Domingo編集部
目次
1. 新人のころは、デジタルの知識が皆無だった。
2. 研究したい自分を受け入れてくれた、地元の大学。
3. 予期せぬ災害が、進むべき方向性を見せてくれた。
4. 消えゆく街の記憶をどこかに残したい。
5. 街の記憶は、写真でも記録。
6. 田舎でもいい感じに働けるし、楽しく暮らせる。
新人のころは、デジタルの知識が皆無だった。
生まれも育ちも森町。山形さんは1998年に高校を卒業し、森町役場に就職しました。最初に町営住宅を担当する部署に配属され、5年後、情報担当に移動したといいます。
「僕が就職したころは役場内にワープロが1台しかないような時代で、稟議書も手書きでした。それが2000年ごろから『ひとり一台のパソコンを』という声が自治体で上がり始め、国の主導でIT化が進められたんです」
最初の仕事は、庁舎内にLANケーブルを引くこと。それ以外にもパソコンを設定したり、サーバーを作ったり、ネットワークの設計をしたりと、デジタル周りのことを一手に引き受けていました。「情報系の学校を出ているわけでもないので詳しくもなく、役場のなかで一番若かった僕が任されたという感じです」と山形さんは笑います。

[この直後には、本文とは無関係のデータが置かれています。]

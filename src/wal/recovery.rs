use log::info;
use log::warn;

use crate::errors::WalError;
use crate::types::Lsn;
use crate::wal::Wal;

/// Verdict of a recovery handler on one uncommitted entry.
#[derive(Debug, Clone, Copy, PartialEq, Eq)]
pub enum Decision {
    /// Keep the entry: it is committed and recovery moves to the next LSN.
    Accept,
    /// Drop the entry and everything after it.
    Reject,
}

impl Wal {
    /// Drives the caller-supplied handler over the uncommitted tail, in
    /// LSN order.
    ///
    /// For each LSN in `(commit_head, next)` the handler receives the LSN
    /// and its payload and decides:
    ///
    /// - [`Decision::Accept`]: the entry is committed; recovery continues
    ///   with the next LSN.
    /// - [`Decision::Reject`]: the log is truncated at that LSN and
    ///   recovery stops.
    ///
    /// Handler errors propagate and abort recovery. Afterwards every
    /// surviving entry is committed: `next() - 1 == commit_head()`.
    pub fn recover<F>(&mut self, mut handler: F) -> Result<(), WalError>
    where F: FnMut(Lsn, Vec<u8>) -> Result<Decision, WalError> {
        if !self.writable() {
            return Err(self.not_writable().into());
        }

        let head = self.next();

        let mut lsn = self.commit_head() + 1;
        if lsn >= head {
            return Ok(());
        }

        info!(
            "Recovering {}: inspecting uncommitted [{}, {})",
            self.name(),
            lsn,
            head
        );

        loop {
            let payload = self.read(lsn)?;

            match handler(lsn, payload)? {
                Decision::Accept => {
                    self.commit(lsn)?;
                    lsn += 1;

                    if lsn >= head {
                        // Every entry was accepted; the tail truncation
                        // lands on the head and is a no-op.
                        self.truncate(self.commit_head() + 1)?;
                        return Ok(());
                    }
                }
                Decision::Reject => {
                    warn!(
                        "Recovery rejected entry {}; truncating {} at it",
                        lsn,
                        self.name()
                    );
                    self.truncate(lsn)?;
                    return Ok(());
                }
            }
        }
    }

    /// Recovery that rejects every uncommitted entry: truncates the log
    /// right after the commit head.
    pub fn recover_reject_all(&mut self) -> Result<(), WalError> {
        self.recover(|_lsn, _payload| Ok(Decision::Reject))
    }
}
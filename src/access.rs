use std::fs::File;
use std::fs::OpenOptions;
use std::io;
use std::io::Read;
use std::io::Seek;
use std::io::Write;

use fs2::FileExt;
use log::info;

/// Byte-addressable access to one OS file.
///
/// Wraps a single [`File`] with positional read/write, truncation, and a
/// cached size. Writes past the current end of file extend it. The handle
/// is single-owner; serialization of mutations is the caller's contract.
#[derive(Debug)]
pub struct RandomAccessFile {
    f: File,
    path: String,
    size: u64,
    writable: bool,
    locked: bool,
}

impl RandomAccessFile {
    /// Opens an existing file.
    ///
    /// A missing file surfaces as `io::ErrorKind::NotFound`.
    pub fn open(path: impl ToString, writable: bool) -> Result<Self, io::Error> {
        let path = path.to_string();
        let f = OpenOptions::new().read(true).write(writable).open(&path)?;
        let size = f.metadata()?.len();

        Ok(Self {
            f,
            path,
            size,
            writable,
            locked: false,
        })
    }

    /// Creates a new empty writable file. Fails if the file already exists.
    pub fn create(path: impl ToString) -> Result<Self, io::Error> {
        let path = path.to_string();
        let f = OpenOptions::new()
            .read(true)
            .write(true)
            .create_new(true)
            .open(&path)?;

        Ok(Self {
            f,
            path,
            size: 0,
            writable: true,
            locked: false,
        })
    }

    /// Acquires an advisory exclusive lock on the file.
    ///
    /// A second writable handle on the same file fails with `WouldBlock`
    /// instead of silently interleaving writes.
    pub fn lock_exclusive(&mut self) -> Result<(), io::Error> {
        self.f.try_lock_exclusive().map_err(|e| {
            io::Error::new(
                io::ErrorKind::WouldBlock,
                format!(
                    "File '{}' is already locked by another handle, \
                    close it to continue; error:({})",
                    self.path, e
                ),
            )
        })?;

        self.locked = true;
        info!("File lock acquired: {}", self.path);
        Ok(())
    }

    /// Reads exactly `len` bytes starting at `offset`.
    pub fn read(&self, offset: u64, len: u64) -> Result<Vec<u8>, io::Error> {
        let mut f = &self.f;
        f.seek(io::SeekFrom::Start(offset))?;

        let mut buf = vec![0u8; len as usize];
        f.read_exact(&mut buf)?;
        Ok(buf)
    }

    /// Writes `data` starting at `offset`, extending the file if needed.
    ///
    /// Returns the offset one past the last byte written.
    pub fn write(&mut self, offset: u64, data: &[u8]) -> Result<u64, io::Error> {
        let mut f = &self.f;
        f.seek(io::SeekFrom::Start(offset))?;
        f.write_all(data)?;

        let end = offset + data.len() as u64;
        if end > self.size {
            self.size = end;
        }
        Ok(end)
    }

    /// Shrinks the file to `new_size` bytes and syncs.
    pub fn truncate(&mut self, new_size: u64) -> Result<(), io::Error> {
        self.f.set_len(new_size)?;
        self.f.sync_all()?;
        self.size = new_size;
        Ok(())
    }

    /// Syncs (when writable) and closes the file.
    pub fn close(self) -> Result<(), io::Error> {
        if self.writable {
            self.f.sync_all()?;
        }
        Ok(())
    }

    pub fn name(&self) -> &str {
        &self.path
    }

    pub fn size(&self) -> u64 {
        self.size
    }

    pub fn writable(&self) -> bool {
        self.writable
    }
}

impl Drop for RandomAccessFile {
    fn drop(&mut self) {
        if self.locked {
            let _ = self.f.unlock();
            info!("File lock released: {}", self.path);
        }
    }
}
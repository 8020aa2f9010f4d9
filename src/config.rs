/// Configuration for opening or creating a WAL.
///
/// Holds the log file path and the optional parameters of the open
/// operation. Optional parameters are `Option<T>` in this struct, and
/// default values are evaluated when a getter method is called.
#[derive(Clone, Debug, Default)]
pub struct Config {
    /// Path of the log file.
    pub path: String,

    /// Path of the index file. Defaults to the log path with the `.lix`
    /// suffix appended.
    pub index_path: Option<String>,

    /// Whether the WAL is opened for writing. Defaults to true.
    pub writable: Option<bool>,
}

impl Config {
    /// Suffix appended to the log path to form the default index path.
    pub const INDEX_SUFFIX: &'static str = ".lix";

    /// Creates a new Config for the given log path with default values for
    /// other fields.
    pub fn new(path: impl ToString) -> Self {
        Self {
            path: path.to_string(),
            ..Default::default()
        }
    }

    /// Creates a read-only Config for the given log path.
    pub fn new_read_only(path: impl ToString) -> Self {
        Self {
            path: path.to_string(),
            writable: Some(false),
            ..Default::default()
        }
    }

    /// Returns the resolved index file path.
    pub fn index_path(&self) -> String {
        match &self.index_path {
            Some(p) => p.clone(),
            None => format!("{}{}", self.path, Self::INDEX_SUFFIX),
        }
    }

    /// Returns whether the WAL is opened for writing (defaults to true).
    pub fn writable(&self) -> bool {
        self.writable.unwrap_or(true)
    }
}
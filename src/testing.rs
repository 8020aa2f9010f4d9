/// Create an owned byte payload
#[allow(dead_code)]
pub(crate) fn bb(x: impl AsRef<[u8]>) -> Vec<u8> {
    x.as_ref().to_vec()
}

「技術的なことに関してはインフラを作るベンダーさんのサポートを受けていたのですが、みんないい人で、わからないことがあると丁寧に教えてくれたんですね。『うちの会社に頼むとお金がかかるから、これは自分でやった方がいい。やり方を教えてあげるよ』ということもしばしば。そんなインターネットの良心に支えられて、知識をどんどん吸収していきました」
最初の5年は設備を整えることに尽力。とにかく、なんとか作って動かすという作業に追われる日々でした。やっと形になったと思ったら、機器の更新のタイミングが訪れ…というサイクルで、常にフル稼働していたのだそうです。
研究したい自分を受け入れてくれた、地元の大学。
そんななか、常に議題に上がっていたのがコスト削減問題です。
「すべてベンダーさんにお願いしていると、やはりコストは高くなりがちです。それを解消するために新しい技術を使いたいと思っていたのですが、役場では経費が捻出できない。最初は自腹で研究していましたが、自分の技術力が上がるにつれて規模が大きくなってくるわけです。数百万円を使ってテストしたいと思うこともありましたが、さすがに厳しかった」
そんなとき「地域に大学がある意味って、なんだと思う?」と声をかけてくれたのが、当時の上司。「地域の困りごとや課題を解決するために何か新しいことをやっていきたいのだったら、大学に相談してみると一緒に研究してくれるかもしれないよ」とアドバイスをくれました。
「そうか、大学ってそういうところなんだ、と思って、mixiで『公立はこだて未来大学』と検索して出てきた、大場みち子教授に突撃で連絡してみたんです。すると、とても面白がってくれて『すぐに遊びにおいで』と言ってくださったんですね」
予期せぬ災害が、進むべき方向性を見せてくれた。
公立はこだて未来大学は、システム情報科学部の1学部からなる単科大学。役場の職員が「研究したい」と飛び込んできたときは、先生も驚いたかもしれません。それでも山形さんの熱心な姿勢を見て、共同研究に力を入れてくれました。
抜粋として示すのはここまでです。